SE-0379: Opt-In Reflection Metadata

ahti · December 7, 2022, 7:40am

I agree there is room for improvement over the all-or-nothing approach to including metadata we have now, but I have a number of problems with this approach that make it a -1 for me.

(whoops, bit of a wall of text, sorry )

Motivation

Let's start with the motivation section, it mentions the two underlying problems that the proposal ultimately seeks to address:

First: Metadata "may simplify reverse-engineering". In the (admittedly limited) amount of reverse-engineering Darwin apps I've done, I mostly oriented myself by symbols, so by mangled function names. I guess looking at metadata might help a little but I don't think the bit of security-by-obscurity provided by omitting it is a deal breaker or will deter many reverse-engineering attempts.

Second: Metadata "unnecessarily increases the binary size". Based on anecdotal evidence by @benpious and me back in the pitch thread the size increase seems falls somewhere between 5-10% of the binary size. The 20-40mb for Instagram (245mb download size) mentioned in this thread are a bit bigger than that, but still in the same ballpark. I think it would be good if the proposal gave a more informed picture of potential space savings in the motivation section.

So, I don't really agree with the reverse-engineering part of the motivation. Binary size on the other hand is a bit of a problem area for Swift.

Logging / String Interpolation

First of all, the proposal mentions print, debugPrint, and dump as having altered behaviour for types that are not marked Reflectable, but I do wanna point out that string interpolation is affected as well (String(reflecting:) too, but that is obvious).

Now, I log a lot of stuff in my apps/server code, both in development and production (with dynamically configured log levels). With the changes in this proposal, every time I want to include some value in a log message, I would need to remember to check whether that type is already marked Reflectable, has a custom string representation, or add the conformance if required.

If the type in question is not from my code, but from some dependency that neither marked the type Reflectable nor provided a custom string representation, I'm out of luck completely, and need to add some custom description computed variable that I use when I log that type.

So far, I'm only complaining about annoyances for me. Maybe most developers don't work that way. But there is one group, like @glessard alluded to, that in my experience uses logs a lot: learners.

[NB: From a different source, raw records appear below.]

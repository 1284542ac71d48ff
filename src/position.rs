//! Binlog coordinates: either a classic `(file, offset)` pair or a GTID set,
//! or both. Transliterated from `original_source/binlog_pos.cpp`.

use std::collections::BTreeMap;
use std::fmt;

use byteorder::{ByteOrder, LittleEndian};

use crate::errors::GtidError;

/// Encoded/decoded SID length in bytes (a UUID is 16 bytes).
const ENCODED_SID_LENGTH: usize = 16;

/// A closed `[first, last]` transaction-number interval.
pub type GtidInterval = (u64, u64);

/// `(server_uuid_hex, transaction_number)`, as carried by a `GTID_LOG_EVENT`.
pub type Gtid = (String, u64);

/// Binlog coordinates as tracked across the session: the last
/// `(log_name, log_pos)` seen, plus the accumulated GTID set if the master
/// runs with GTIDs enabled. Per server UUID the interval list is kept sorted
/// and coalesced (no two intervals are adjacent or overlapping).
#[derive(Clone, Debug, Default, PartialEq, Eq)]
pub struct Position {
    pub log_name: String,
    pub log_pos: u64,
    pub gtid_executed: BTreeMap<String, Vec<GtidInterval>>,
}

impl Position {
    pub fn new() -> Self {
        Position::default()
    }

    /// Parse a `gtid_set` string: `uuid:interval[:interval]...[,uuid:...]`,
    /// e.g. `ae00751a-cb5f-11e6-9d92-e03f490fd3db:1-12:15-17`. Replaces
    /// whatever GTID set was previously held.
    pub fn parse_gtid(&mut self, input: &str) -> Result<(), GtidError> {
        self.gtid_executed.clear();
        let s: String = input.chars().filter(|&c| c != ' ' && c != '\n').collect();
        if s.is_empty() {
            return Ok(());
        }
        for token in s.split(',') {
            if token.is_empty() {
                continue;
            }
            let mut parts = token.split(':');
            let uuid = parts
                .next()
                .ok_or_else(|| GtidError::InvalidSyntax(token.to_owned()))?
                .replace('-', "");
            let mut intervals = Vec::new();
            for piece in parts {
                let mut nums = piece.splitn(2, '-');
                let first: u64 = nums
                    .next()
                    .ok_or_else(|| GtidError::InvalidSyntax(token.to_owned()))?
                    .parse()
                    .map_err(|_| GtidError::InvalidSyntax(token.to_owned()))?;
                let last = match nums.next() {
                    Some(n) => n
                        .parse()
                        .map_err(|_| GtidError::InvalidSyntax(token.to_owned()))?,
                    None => first,
                };
                intervals.push((first, last));
            }
            self.gtid_executed.entry(uuid).or_default().extend(intervals);
        }
        Ok(())
    }

    /// Fold a single observed `(uuid, transaction_no)` GTID into the set,
    /// merging/coalescing adjacent intervals. Mirrors `Position::addGtid`.
    pub fn add_gtid(&mut self, gtid: &Gtid) {
        let (uuid, trans_no) = gtid;
        let intervals = self.gtid_executed.entry(uuid.clone()).or_default();

        let mut add_new_interval = true;
        let mut merge_at: Option<usize> = None;
        let mut insert_at: Option<usize> = None;

        for (i, interval) in intervals.iter_mut().enumerate() {
            if interval.1 + 1 == *trans_no {
                interval.1 += 1;
                add_new_interval = false;
                merge_at = Some(i);
                break;
            }
            if *trans_no >= interval.0 && *trans_no <= interval.1 {
                return;
            }
            if trans_no + 1 == interval.0 {
                interval.0 -= 1;
                add_new_interval = false;
                merge_at = Some(i);
                break;
            }
            if *trans_no < interval.0 {
                insert_at = Some(i);
                break;
            }
        }

        if let Some(i) = insert_at {
            intervals.insert(i, (*trans_no, *trans_no));
            return;
        }

        if add_new_interval {
            intervals.push((*trans_no, *trans_no));
            return;
        }

        if let Some(i) = merge_at {
            if i + 1 < intervals.len() && intervals[i].1 + 1 == intervals[i + 1].0 {
                intervals[i].1 = intervals[i + 1].1;
                intervals.remove(i + 1);
            }
        }
    }

    /// Byte size of the `COM_BINLOG_DUMP_GTID` GTID-set payload, 0 if empty.
    pub fn encoded_gtid_size(&self) -> usize {
        if self.gtid_executed.is_empty() {
            return 0;
        }
        let mut result = 8usize;
        for intervals in self.gtid_executed.values() {
            result += intervals.len() * 16 + 8 + ENCODED_SID_LENGTH;
        }
        result
    }

    /// Encode the GTID set into `buf` (must be at least [`encoded_gtid_size`]
    /// bytes). A no-op if the set is empty.
    pub fn encode_gtid(&self, buf: &mut [u8]) {
        if self.gtid_executed.is_empty() {
            return;
        }
        LittleEndian::write_u64(&mut buf[0..8], self.gtid_executed.len() as u64);
        let mut offset = 8;
        for (sid, intervals) in &self.gtid_executed {
            let sid_bytes = hex_to_bin(sid);
            buf[offset..offset + ENCODED_SID_LENGTH].copy_from_slice(&sid_bytes);
            offset += ENCODED_SID_LENGTH;
            LittleEndian::write_u64(&mut buf[offset..offset + 8], intervals.len() as u64);
            offset += 8;
            for &(first, last) in intervals {
                LittleEndian::write_u64(&mut buf[offset..offset + 8], first);
                offset += 8;
                LittleEndian::write_u64(&mut buf[offset..offset + 8], last + 1);
                offset += 8;
            }
        }
    }

    /// Whether this position is known to have reached (be at or past) `other`.
    /// Follows `Position::reachedOtherPos`: non-GTID positions compare by
    /// `(log_name, log_pos)`; a GTID position is always considered ahead of
    /// a non-GTID one and behind a position it has no GTID set for.
    pub fn reached_other_pos(&self, other: &Position) -> Result<bool, GtidError> {
        if self.gtid_executed.is_empty() && other.gtid_executed.is_empty() {
            return Ok(self.log_name > other.log_name
                || (self.log_name == other.log_name && self.log_pos >= other.log_pos));
        }
        if self.gtid_executed.is_empty() {
            return Ok(false);
        }
        if other.gtid_executed.is_empty() {
            return Ok(true);
        }

        for (other_source, other_transactions) in &other.gtid_executed {
            if other_transactions.is_empty() {
                return Err(GtidError::EmptyIntervalList(other_source.clone()));
            }
            let this_transactions = match self.gtid_executed.get(other_source) {
                Some(t) => t,
                None => return Ok(false),
            };
            if this_transactions.is_empty() {
                return Err(GtidError::EmptyIntervalList(other_source.clone()));
            }
            let this_last = this_transactions.last().unwrap().1;
            let other_last = other_transactions.last().unwrap().1;
            if this_last < other_last {
                return Ok(false);
            }
        }
        Ok(true)
    }
}

impl fmt::Display for Position {
    fn fmt(&self, f: &mut fmt::Formatter<'_>) -> fmt::Result {
        write!(f, "'")?;
        if !self.log_name.is_empty() && self.log_pos != 0 {
            write!(f, "{}:{}, ", self.log_name, self.log_pos)?;
        }
        write!(f, "GTIDs=")?;
        if self.gtid_executed.is_empty() {
            return write!(f, "-'");
        }
        let mut first_a = true;
        for (sid, intervals) in &self.gtid_executed {
            if first_a {
                first_a = false;
            } else {
                write!(f, ",")?;
            }
            write!(f, "{}:", sid)?;
            let mut first_b = true;
            for (first, last) in intervals {
                if first_b {
                    first_b = false;
                } else {
                    write!(f, ":")?;
                }
                if first == last {
                    write!(f, "{}", first)?;
                } else {
                    write!(f, "{}-{}", first, last)?;
                }
            }
        }
        write!(f, "'")
    }
}

fn hex_to_bin(hex: &str) -> [u8; ENCODED_SID_LENGTH] {
    let mut out = [0u8; ENCODED_SID_LENGTH];
    let bytes = hex.as_bytes();
    for i in 0..ENCODED_SID_LENGTH {
        let hi = hex_digit(bytes[2 * i]);
        let lo = hex_digit(bytes[2 * i + 1]);
        out[i] = (hi << 4) | lo;
    }
    out
}

fn hex_digit(c: u8) -> u8 {
    match c {
        b'0'..=b'9' => c - b'0',
        b'A'..=b'F' => c - b'A' + 10,
        b'a'..=b'f' => c - b'a' + 10,
        _ => 0,
    }
}

#[cfg(test)]
mod tests {
    use super::*;

    #[test]
    fn s2_parse_and_display_gtid_set() {
        let mut p = Position::new();
        p.parse_gtid("ae00751a-cb5f-11e6-9d92-e03f490fd3db:1-12:15-17").unwrap();
        assert_eq!(
            p.to_string(),
            "'GTIDs=ae00751acb5f11e69d92e03f490fd3db:1-12:15-17'"
        );
    }

    #[test]
    fn s3_add_gtid_merges_adjacent() {
        let mut p = Position::new();
        p.parse_gtid("aaaaaaaaaaaaaaaaaaaaaaaaaaaaaaaa:1-5:10-12").unwrap();
        p.add_gtid(&("aaaaaaaaaaaaaaaaaaaaaaaaaaaaaaaa".to_owned(), 6));
        assert_eq!(
            p.gtid_executed["aaaaaaaaaaaaaaaaaaaaaaaaaaaaaaaa"],
            vec![(1, 6), (10, 12)]
        );
        // now bridge the gap: 7,8,9 fill in one at a time
        p.add_gtid(&("aaaaaaaaaaaaaaaaaaaaaaaaaaaaaaaa".to_owned(), 9));
        p.add_gtid(&("aaaaaaaaaaaaaaaaaaaaaaaaaaaaaaaa".to_owned(), 8));
        p.add_gtid(&("aaaaaaaaaaaaaaaaaaaaaaaaaaaaaaaa".to_owned(), 7));
        assert_eq!(
            p.gtid_executed["aaaaaaaaaaaaaaaaaaaaaaaaaaaaaaaa"],
            vec![(1, 12)]
        );
    }

    #[test]
    fn add_gtid_ignores_already_seen_transaction() {
        let mut p = Position::new();
        p.add_gtid(&("bbbb".to_owned(), 5));
        p.add_gtid(&("bbbb".to_owned(), 5));
        assert_eq!(p.gtid_executed["bbbb"], vec![(5, 5)]);
    }

    #[test]
    fn add_gtid_inserts_new_interval_before_existing() {
        let mut p = Position::new();
        p.add_gtid(&("c".to_owned(), 10));
        p.add_gtid(&("c".to_owned(), 1));
        assert_eq!(p.gtid_executed["c"], vec![(1, 1), (10, 10)]);
    }

    #[test]
    fn s4_reached_other_pos_without_gtid() {
        let mut a = Position::new();
        a.log_name = "mysql-bin.000003".to_owned();
        a.log_pos = 500;
        let mut b = Position::new();
        b.log_name = "mysql-bin.000003".to_owned();
        b.log_pos = 400;
        assert!(a.reached_other_pos(&b).unwrap());
        assert!(!b.reached_other_pos(&a).unwrap());
    }

    #[test]
    fn reached_other_pos_gtid_vs_no_gtid() {
        let mut with_gtid = Position::new();
        with_gtid.parse_gtid("aaaa:1-5").unwrap();
        let without = Position::new();
        assert!(with_gtid.reached_other_pos(&without).unwrap());
        assert!(!without.reached_other_pos(&with_gtid).unwrap());
    }

    #[test]
    fn reached_other_pos_gtid_compares_per_source() {
        let mut a = Position::new();
        a.parse_gtid("aaaa:1-10,bbbb:1-5").unwrap();
        let mut b = Position::new();
        b.parse_gtid("aaaa:1-8").unwrap();
        assert!(a.reached_other_pos(&b).unwrap());
        assert!(!b.reached_other_pos(&a).unwrap());
    }

    #[test]
    fn reached_other_pos_missing_source_is_behind() {
        let mut a = Position::new();
        a.parse_gtid("aaaa:1-10").unwrap();
        let mut b = Position::new();
        b.parse_gtid("aaaa:1-5,cccc:1-1").unwrap();
        assert!(!a.reached_other_pos(&b).unwrap());
    }

    #[test]
    fn reached_other_pos_rejects_empty_interval_list() {
        let mut a = Position::new();
        a.gtid_executed.insert("aaaa".to_owned(), vec![]);
        let mut b = Position::new();
        b.gtid_executed.insert("aaaa".to_owned(), vec![(1, 1)]);
        assert!(a.reached_other_pos(&b).is_err());
    }

    #[test]
    fn encode_gtid_round_trips_size_and_layout() {
        let mut p = Position::new();
        p.parse_gtid("ae00751acb5f11e69d92e03f490fd3db:1-12:15-17").unwrap();
        let size = p.encoded_gtid_size();
        assert_eq!(size, 8 + 2 * 16 + 8 + ENCODED_SID_LENGTH);
        let mut buf = vec![0u8; size];
        p.encode_gtid(&mut buf);
        assert_eq!(LittleEndian::read_u64(&buf[0..8]), 1);
        assert_eq!(&buf[8..24], &hex_to_bin("ae00751acb5f11e69d92e03f490fd3db")[..]);
        assert_eq!(LittleEndian::read_u64(&buf[24..32]), 2);
        assert_eq!(LittleEndian::read_u64(&buf[32..40]), 1);
        assert_eq!(LittleEndian::read_u64(&buf[40..48]), 13);
        assert_eq!(LittleEndian::read_u64(&buf[48..56]), 15);
        assert_eq!(LittleEndian::read_u64(&buf[56..64]), 18);
    }

    #[test]
    fn encoded_gtid_size_zero_when_empty() {
        assert_eq!(Position::new().encoded_gtid_size(), 0);
    }
}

When I see developers new to a language or framework struggle with something, they almost always start logging a bunch of stuff. How you log things is often among the first things you learn about a new language. I distinctly remember that when I started learning and adopting Swift, the ability to get useful descriptions of values without any extra effort was one of my favourite features. Maybe number one. Seeing how much I'm writing here it might still be :D

Requiring developers to know about reflection metadata, what it is used for, and to mark their types Reflectable for something as simple as logging a value is imo a violation of progressive disclosure for learners, and quite the annoying bit of ceremony for everyone else.

Source Compatibility

The proposal states multiple times that in opt-in-mode, in Swift 6, use of reflection API would cause compile-time errors:

For modules that have the metadata disabled, but are consumers of reflectable API, the compiler will emit the error enforcing the guarantee.

[...] code with types that has not been audited to conform to the Reflectable protocol will fail to compile if used with APIs that consume the reflection metadata.

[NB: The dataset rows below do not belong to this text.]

// Cookies file lookup for authenticated yt-dlp requests

use std::path::{Path, PathBuf};
use std::time::SystemTime;

use time::format_description::well_known::Rfc3339;
use time::OffsetDateTime;
use tracing::{debug, info, warn};

/// Conventional cookies file, relative to the working directory
pub const DEFAULT_COOKIES_FILE: &str = "cookies.txt";

const MIN_COOKIES_SIZE: u64 = 512;
const MAX_COOKIES_SIZE: u64 = 2 * 1024 * 1024;

/// Pick the cookies file to pass to yt-dlp.
///
/// A user-supplied path wins when it exists, then `default_path`, otherwise
/// no cookies are used.
pub fn locate_credentials(user_path: Option<&Path>, default_path: &Path) -> Option<PathBuf> {
    if let Some(path) = user_path {
        if path.is_file() {
            return Some(path.to_path_buf());
        }
        warn!(path = %path.display(), "cookies file not found, trying default");
    }

    if default_path.is_file() {
        return Some(default_path.to_path_buf());
    }

    debug!(path = %default_path.display(), "no cookies file, continuing without credentials");
    None
}

/// Metadata about a cookies file on disk
#[derive(Debug, Clone)]
pub struct CookiesInfo {
    pub absolute_path: PathBuf,
    pub size_bytes: u64,
    pub last_modified: Option<SystemTime>,
}

impl CookiesInfo {
    pub fn inspect(path: &Path) -> std::io::Result<Self> {
        let metadata = std::fs::metadata(path)?;
        let absolute_path = std::fs::canonicalize(path)?;
        Ok(Self {
            absolute_path,
            size_bytes: metadata.len(),
            last_modified: metadata.modified().ok(),
        })
    }

    /// Last-modified time as RFC 3339, when the platform reports it
    pub fn last_modified_rfc3339(&self) -> Option<String> {
        self.last_modified
            .map(OffsetDateTime::from)
            .and_then(|t| t.format(&Rfc3339).ok())
    }

    /// Reasons this file looks unlike an exported cookies.txt
    pub fn warnings(&self) -> Vec<String> {
        let mut warnings = Vec::new();
        if self.absolute_path.extension().and_then(|e| e.to_str()) != Some("txt") {
            warnings.push("cookies file should have a .txt extension".to_string());
        }
        if self.size_bytes < MIN_COOKIES_SIZE || self.size_bytes > MAX_COOKIES_SIZE {
            warnings.push(format!(
                "cookies file is {} bytes, expected between {} and {}",
                self.size_bytes, MIN_COOKIES_SIZE, MAX_COOKIES_SIZE
            ));
        }
        warnings
    }
}

/// Log what we know about the chosen cookies file
pub fn report_credentials(path: &Path) {
    match CookiesInfo::inspect(path) {
        Ok(info) => {
            info!(
                path = %info.absolute_path.display(),
                size = info.size_bytes,
                modified = info.last_modified_rfc3339().as_deref().unwrap_or("unknown"),
                "using cookies file"
            );
            for warning in info.warnings() {
                warn!("{}", warning);
            }
        }
        Err(e) => warn!(path = %path.display(), "cannot inspect cookies file: {}", e),
    }
}
// yt-dlp extractor - drives the native `yt-dlp` binary
//
// Metadata comes from `--dump-json`; downloads ask yt-dlp to print the
// final file path once post-processing and moves are done.

use std::path::{Path, PathBuf};
use std::time::Duration;

use async_trait::async_trait;
use serde::Deserialize;
use tracing::{debug, info};

use crate::downloader::config::ConverterConfig;
use crate::downloader::errors::ConvertError;
use crate::downloader::models::{DownloadRequest, StreamFormat};
use crate::downloader::tools::{find_tool, ToolType};
use crate::downloader::traits::Extractor;
use crate::downloader::utils::{parse_ytdlp_progress, run_process, ProcessOutput};

#[derive(Debug, Deserialize)]
struct DumpedInfo {
    #[serde(default)]
    formats: Vec<StreamFormat>,
}

/// CLI-based extractor using the yt-dlp binary
pub struct YtDlpCli {
    ytdlp_path: PathBuf,
    proxy: Option<String>,
    timeout: Option<Duration>,
}

impl YtDlpCli {
    pub fn new(config: &ConverterConfig) -> Self {
        Self {
            ytdlp_path: find_tool(ToolType::YtDlp, config.ytdlp_path.as_deref()),
            proxy: config.proxy.clone(),
            timeout: config.timeout,
        }
    }

    fn push_common_args(&self, args: &mut Vec<String>, cookies: Option<&Path>) {
        if let Some(path) = cookies {
            args.push("--cookies".to_string());
            args.push(path.display().to_string());
        }

        if let Some(proxy) = &self.proxy {
            args.push("--proxy".to_string());
            args.push(proxy.clone());
        }
    }

    /// Arguments for a metadata-only query
    pub fn build_info_args(&self, locator: &str, cookies: Option<&Path>) -> Vec<String> {
        let mut args = vec![
            "--dump-json".to_string(),
            "--no-playlist".to_string(),
            "--no-warnings".to_string(),
        ];
        self.push_common_args(&mut args, cookies);
        args.push(locator.to_string());
        args
    }

    /// Arguments for an actual download
    pub fn build_download_args(&self, request: &DownloadRequest) -> Vec<String> {
        let mut args = vec![
            "--no-playlist".to_string(),
            // --print implies --simulate
            "--no-simulate".to_string(),
            "--print".to_string(),
            "after_move:filepath".to_string(),
            "--progress".to_string(),
            "--newline".to_string(),
            "-f".to_string(),
            request.format.clone(),
            "-o".to_string(),
            request.output_template.clone(),
        ];

        if let Some(codec) = &request.extract_audio {
            args.push("-x".to_string());
            args.push("--audio-format".to_string());
            args.push(codec.clone());
        }

        if let Some(container) = &request.merge_format {
            args.push("--merge-output-format".to_string());
            args.push(container.clone());
        }

        self.push_common_args(&mut args, request.cookies.as_deref());
        args.push(request.locator.clone());
        args
    }

    async fn run(&self, args: Vec<String>) -> Result<ProcessOutput, ConvertError> {
        let output = run_process(ToolType::YtDlp, &self.ytdlp_path, &args, self.timeout).await?;
        if output.status.success() {
            return Ok(output);
        }
        debug!("yt-dlp stderr:\n{}", output.stderr_text());
        Err(ConvertError::Extraction(output.error_summary()))
    }

    /// Parse `--dump-json` output into stream formats
    pub fn parse_formats(stdout: &[String]) -> Result<Vec<StreamFormat>, ConvertError> {
        let json = stdout
            .iter()
            .rev()
            .find(|line| line.trim_start().starts_with('{'))
            .ok_or_else(|| ConvertError::Parse("yt-dlp printed no JSON".to_string()))?;

        let info: DumpedInfo = serde_json::from_str(json)
            .map_err(|e| ConvertError::Parse(format!("Invalid JSON: {}", e)))?;
        Ok(info.formats)
    }

    /// Final path from `--print after_move:filepath` output
    pub fn parse_reported_path(stdout: &[String]) -> Option<PathBuf> {
        stdout
            .iter()
            .rev()
            .map(|line| line.trim())
            .filter(|line| !line.is_empty() && parse_ytdlp_progress(line).is_none())
            .find(|line| !line.starts_with('['))
            .map(PathBuf::from)
    }
}

#[async_trait]
impl Extractor for YtDlpCli {
    fn name(&self) -> &'static str {
        "yt-dlp"
    }

    async fn extract_formats(
        &self,
        locator: &str,
        cookies: Option<&Path>,
    ) -> Result<Vec<StreamFormat>, ConvertError> {
        let args = self.build_info_args(locator, cookies);
        let output = self.run(args).await?;
        let formats = Self::parse_formats(&output.stdout)?;
        debug!("yt-dlp reported {} formats for {}", formats.len(), locator);
        Ok(formats)
    }

    async fn download(&self, request: &DownloadRequest) -> Result<PathBuf, ConvertError> {
        let args = self.build_download_args(request);
        info!("downloading {} with format {}", request.locator, request.format);
        let output = self.run(args).await?;
        Self::parse_reported_path(&output.stdout).ok_or_else(|| {
            ConvertError::Extraction("yt-dlp did not report an output file".to_string())
        })
    }
}

#[cfg(test)]
mod tests {
    use super::*;

    fn extractor(proxy: Option<&str>) -> YtDlpCli {
        let config = ConverterConfig::default()
            .with_ytdlp_path(Some(PathBuf::from("/opt/yt-dlp")))
            .with_proxy(proxy.map(str::to_string));
        YtDlpCli::new(&config)
    }

    #[test]
    fn test_info_args() {
        let ex = extractor(None);
        let args = ex.build_info_args("https://www.youtube.com/watch?v=abc123", None);
        assert_eq!(
            args,
            vec![
                "--dump-json",
                "--no-playlist",
                "--no-warnings",
                "https://www.youtube.com/watch?v=abc123"
            ]
        );
        assert_eq!(ex.ytdlp_path, PathBuf::from("/opt/yt-dlp"));
    }

    #[test]
    fn test_info_args_with_cookies_and_proxy() {
        let ex = extractor(Some("socks5://127.0.0.1:1080"));
        let args = ex.build_info_args("loc", Some(Path::new("/tmp/cookies.txt")));
        let joined = args.join(" ");
        assert!(joined.contains("--cookies /tmp/cookies.txt"));
        assert!(joined.contains("--proxy socks5://127.0.0.1:1080"));
        assert_eq!(args.last().unwrap(), "loc");
    }

    #[test]
    fn test_download_args_audio() {
        let request = DownloadRequest {
            locator: "loc".to_string(),
            format: "m4a/bestaudio/best".to_string(),
            output_template: "/tmp/out/%(id)s.%(ext)s".to_string(),
            extract_audio: Some("m4a".to_string()),
            merge_format: None,
            cookies: None,
        };
        let args = extractor(None).build_download_args(&request);
        let joined = args.join(" ");
        assert!(joined.contains("-f m4a/bestaudio/best"));
        assert!(joined.contains("-o /tmp/out/%(id)s.%(ext)s"));
        assert!(joined.contains("-x --audio-format m4a"));
        assert!(joined.contains("--print after_move:filepath"));
        assert!(!joined.contains("--merge-output-format"));
    }

    #[test]
    fn test_download_args_video() {
        let request = DownloadRequest {
            locator: "loc".to_string(),
            format: "bestvideo[height=720]+bestaudio/best".to_string(),
            output_template: "/tmp/out/%(id)s-%(resolution)s.%(ext)s".to_string(),
            extract_audio: None,
            merge_format: Some("mp4".to_string()),
            cookies: Some(PathBuf::from("/tmp/c.txt")),
        };
        let args = extractor(None).build_download_args(&request);
        let joined = args.join(" ");
        assert!(joined.contains("--merge-output-format mp4"));
        assert!(joined.contains("--cookies /tmp/c.txt"));
        assert!(!args.contains(&"-x".to_string()));
    }

    #[test]
    fn test_parse_formats() {
        let json = r#"{"id":"abc123","formats":[
            {"format_id":"140","ext":"m4a","vcodec":"none","acodec":"mp4a.40.2","height":null},
            {"format_id":"136","ext":"mp4","vcodec":"avc1.4d401f","acodec":"none","height":720},
            {"format_id":"sb0","ext":"mhtml","height":45}
        ]}"#
        .replace('\n', "");
        let formats = YtDlpCli::parse_formats(&[json]).unwrap();
        assert_eq!(formats.len(), 3);
        assert_eq!(formats[1].height, Some(720));
        assert!(formats[1].has_video());
        assert!(!formats[2].has_video());
    }

    #[test]
    fn test_parse_formats_without_json() {
        let err = YtDlpCli::parse_formats(&["nothing here".to_string()]).unwrap_err();
        assert!(matches!(err, ConvertError::Parse(_)));
    }

    #[test]
    fn test_reported_path_skips_progress() {
        let stdout = vec![
            "[download]  50.0% of 10.00MiB at 1.00MiB/s ETA 00:05".to_string(),
            "[download] 100% of 10.00MiB in 00:00:10 at 1.00MiB/s".to_string(),
            "/tmp/out/abc123-1280x720.mp4".to_string(),
            "".to_string(),
        ];
        assert_eq!(
            YtDlpCli::parse_reported_path(&stdout),
            Some(PathBuf::from("/tmp/out/abc123-1280x720.mp4"))
        );
        assert_eq!(YtDlpCli::parse_reported_path(&stdout[..2]), None);
    }
}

These sentences fail to take into account this earlier part of the proposal: "We intentionally do not propose adding a Reflectable constraint on Mirror type", as well as the implication that print etc. won't require Reflectable either.

This means that, when moving an existing Swift 5 codebase to Swift 6, where that codebase uses Mirror, some abstraction over it, print and friends, string interpolation or some other package reading the metadata directly, nothing will fail to compile (unless you use them through dependencies that you updated and that were already changed to require Reflectable), but things will misbehave at runtime.

You might not even notice right away. Maybe this only materializes a month later while debugging some problem that only occurs in production. Sure would be nice to know what exactly is happening, but all you see in your logs is "SomeErrorWithVeryInformativeProperties()" and now you need to go add a comma, a "Reflectable", push a new build of the app and wait for the error to occur again before you can continue debugging. This could reasonably be called data loss.

I don't think such a silent change in behaviour is acceptable, even for a major language version. If Mirror required Reflectable and print and string interpolation required either Reflectable or Custom(Debug)?StringConvertible, the only silent changes left would be custom code reading the metadata and types that don't get reflected directly but as a child of another type. That still doesn't sound ideal but much better than the proposed version.

Conclusion

I think the drawbacks of this proposal in its current form a too big to accept. I think this is amplified by the fact that they have more impact on learners, while the proposals wins mostly (only? I don't really care about the 1-2mb it might save for our apps) benefit large code bases with large development teams, which should be well equipped with experienced developers and person-hours to figure out what tradeoff they want wrt. including metadata.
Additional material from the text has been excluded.